The other main psychological domain affected by loneliness is cognition. Of particular relevance to an elderly population, loneliness has been linked to the development of dementia. One longitudinal study undertaken in Sweden suggested that those who had poorer social networks had an increased risk of developing dementia, as defined by the Diagnostic and Statistical Manual of Mental Disorders. (34) This paper calculated that, for their 1203 nondemented individuals at the start of the experiment, there was a relative risk of 1.9 of developing dementia for those living alone relative to those who were married and living with someone. They also showed that the relative risk of dementia increased as the frequency and quality of social interactions decreased. Furthermore, a more recent paper suggested that there is an increased risk of Alzheimer's disease among those individuals who were most lonely. (35) This study also compared emotional support with instrumental support in reducing the rates of cognitive decline. A much greater benefit was observed with emotional support than from instrumental support, ie, emotional support from family and friends had a greater impact than instrumental support from a carer. However, when examining the results of this study, one should take into account the interesting findings of an earlier paper looking into the association between loneliness, clinical expression of Alzheimer's disease, and direct measurement of Alzheimer's disease pathology at postmortem. Although this paper showed a correlation between loneliness and cognitive decline, there was no correlation found between loneliness and the direct postmortem measurements, implying that the effect of loneliness on cognition is independent of Alzheimer's pathophysiology and could be due to the lack of aid in daily activities leading to increased clinical expression for the same absolute level of Alzheimer's pathology. However, this would need a further study to establish.
Summary of Effects
Figure 1 summarizes the main areas of health, which are affected by loneliness in an elderly population. While this diagram is hugely oversimplified, particularly as it ignores the synergism between many of the factors, it does demonstrate the far-reaching implications that loneliness can have on the health of an individual. Examples of synergism between factors include the associations between depression, alcohol, and cognition and between physical activity, motor decline, and cardiovascular health.
In fact, many of the consequences of loneliness are also risk factors for loneliness. Looking back to the risk factors mentioned earlier, there are clear parallels. Low activity appears as both a risk factor and a complication, and there is a clear connection between the risk factor of low self-esteem and the complication of depression. Furthermore, a reduced ability to carry out activities of daily living often occurs as a result of declining motor or cognitive function, and this is, therefore, also represented in both the risk factor section and the complication diagram.
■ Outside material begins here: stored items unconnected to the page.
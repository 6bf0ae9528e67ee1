// passfix-cli: shared utilities for CLI tools.

use std::io::{self, BufRead, Write};
use std::process;

use passfix_check::PasswordChecker;
use passfix_core::LengthPolicy;
use passfix_core::policy::{DEFAULT_MAX_LEN, DEFAULT_MIN_LEN};
use tracing::debug;
use tracing_subscriber::EnvFilter;

/// Environment variable overriding the default minimum length.
pub const MIN_LENGTH_ENV: &str = "PASSFIX_MIN_LENGTH";

/// Environment variable overriding the default maximum length.
pub const MAX_LENGTH_ENV: &str = "PASSFIX_MAX_LENGTH";

/// Install a stderr log subscriber filtered by `RUST_LOG` (default: warn).
pub fn init_logging() {
    let filter = EnvFilter::try_from_default_env().unwrap_or_else(|_| EnvFilter::new("warn"));
    tracing_subscriber::fmt()
        .with_env_filter(filter)
        .with_writer(std::io::stderr)
        .init();
}

/// Parse `--min-length N` / `--max-length N` (or the `=N` forms) and build
/// a checker from them.
///
/// Resolution order for each bound:
/// 1. command-line flag
/// 2. `PASSFIX_MIN_LENGTH` / `PASSFIX_MAX_LENGTH` environment variable
/// 3. built-in default (6 and 20)
///
/// Returns `(checker, remaining_args)`.
pub fn parse_checker(args: &[String]) -> Result<(PasswordChecker, Vec<String>), String> {
    parse_checker_with_env(args, |name| std::env::var(name).ok())
}

/// [`parse_checker`] with an injectable environment lookup.
pub fn parse_checker_with_env<F>(
    args: &[String],
    env: F,
) -> Result<(PasswordChecker, Vec<String>), String>
where
    F: Fn(&str) -> Option<String>,
{
    let mut min_flag = None;
    let mut max_flag = None;
    let mut remaining = Vec::new();

    let mut iter = args.iter();
    while let Some(arg) = iter.next() {
        if let Some(val) = arg.strip_prefix("--min-length=") {
            min_flag = Some(val.to_string());
        } else if let Some(val) = arg.strip_prefix("--max-length=") {
            max_flag = Some(val.to_string());
        } else if arg == "--min-length" || arg == "--max-length" {
            let val = iter
                .next()
                .ok_or_else(|| format!("{arg} requires a value"))?
                .clone();
            if arg == "--min-length" {
                min_flag = Some(val);
            } else {
                max_flag = Some(val);
            }
        } else {
            remaining.push(arg.clone());
        }
    }

    let min_len = resolve_bound("--min-length", min_flag, env(MIN_LENGTH_ENV), DEFAULT_MIN_LEN)?;
    let max_len = resolve_bound("--max-length", max_flag, env(MAX_LENGTH_ENV), DEFAULT_MAX_LEN)?;
    let policy = LengthPolicy::new(min_len, max_len).map_err(|e| e.to_string())?;
    debug!(min_len, max_len, "resolved length policy");

    Ok((PasswordChecker::new(policy), remaining))
}

fn resolve_bound(
    name: &str,
    flag: Option<String>,
    env_value: Option<String>,
    default: usize,
) -> Result<usize, String> {
    match flag.or(env_value) {
        Some(raw) => raw
            .trim()
            .parse()
            .map_err(|_| format!("invalid value for {name}: {raw:?}")),
        None => Ok(default),
    }
}

/// Read passwords from a reader, one per line.
///
/// A trailing `\r` is stripped. Empty lines are kept: the empty password is
/// a valid input.
pub fn read_passwords<R: BufRead>(reader: R) -> impl Iterator<Item = Result<String, String>> {
    reader.lines().map(|line| {
        line.map(|mut l| {
            if l.ends_with('\r') {
                l.pop();
            }
            l
        })
        .map_err(|e| format!("failed to read stdin: {e}"))
    })
}

/// Run `handle` on every password read from `reader`, writing to `out`.
///
/// Stops at the first unreadable line (e.g. invalid UTF-8) or write failure.
/// `out` is flushed in every case, so results for the lines before the
/// failure are still emitted; the failure is then returned to the caller.
pub fn process_passwords<R, W, F>(reader: R, out: &mut W, mut handle: F) -> Result<(), String>
where
    R: BufRead,
    W: Write,
    F: FnMut(&mut W, &str) -> io::Result<()>,
{
    let mut result = Ok(());
    for line in read_passwords(reader) {
        let password = match line {
            Ok(p) => p,
            Err(e) => {
                result = Err(e);
                break;
            }
        };
        if let Err(e) = handle(out, &password) {
            result = Err(format!("failed to write output: {e}"));
            break;
        }
    }
    out.flush().map_err(|e| format!("failed to write output: {e}"))?;
    result
}

/// Reject any argument not listed in `known`.
///
/// Call after [`parse_checker`] has consumed the policy flags.
pub fn reject_unknown(args: &[String], known: &[&str]) -> Result<(), String> {
    match args.iter().find(|a| !known.contains(&a.as_str())) {
        Some(arg) => Err(format!("unrecognized argument: {arg} (see --help)")),
        None => Ok(()),
    }
}

/// Print an error message and exit with code 1.
pub fn fatal(msg: &str) -> ! {
    eprintln!("error: {msg}");
    process::exit(1);
}

/// Check if `--help` or `-h` is in the args.
pub fn wants_help(args: &[String]) -> bool {
    args.iter().any(|a| a == "--help" || a == "-h")
}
The implication of these facts is that loneliness does not act as a sole risk factor for declining health but is rather a central nucleus in a network of interacting factors. Due to its many interactions, it can exacerbate many different health conditions, potentially making it a strong target to aim for when trying to improve health outcomes--not only in the individual but also across the entire population. Interventions, targeted at specific populations based on the risk factors and the effects of loneliness, can help to prevent and reverse these negative effects.
In the resource-poor environment where many healthcare services find themselves, it is always worthwhile to weigh up the value of any potential interventions. In any system, there are a finite number of health initiatives that can be implemented and cost-effectiveness is crucial. Tackling loneliness in the elderly would not only have the benefits discussed above, but it could also be argued to be a fairer division of resources based on the current methods used by health-care providers to decide this. Most interventions are evaluated using a quality-adjusted life years (QALYs) approach, such as the National Institute for Care and Health Excellence in the UK. (36) In practice, the value measured is more closely related to years with less disability. Reducing loneliness would go beyond the benefit of reducing disability and would increase enjoyment of life in a more general sense. In this way, improvements in loneliness may be undervalued by QALYs alone.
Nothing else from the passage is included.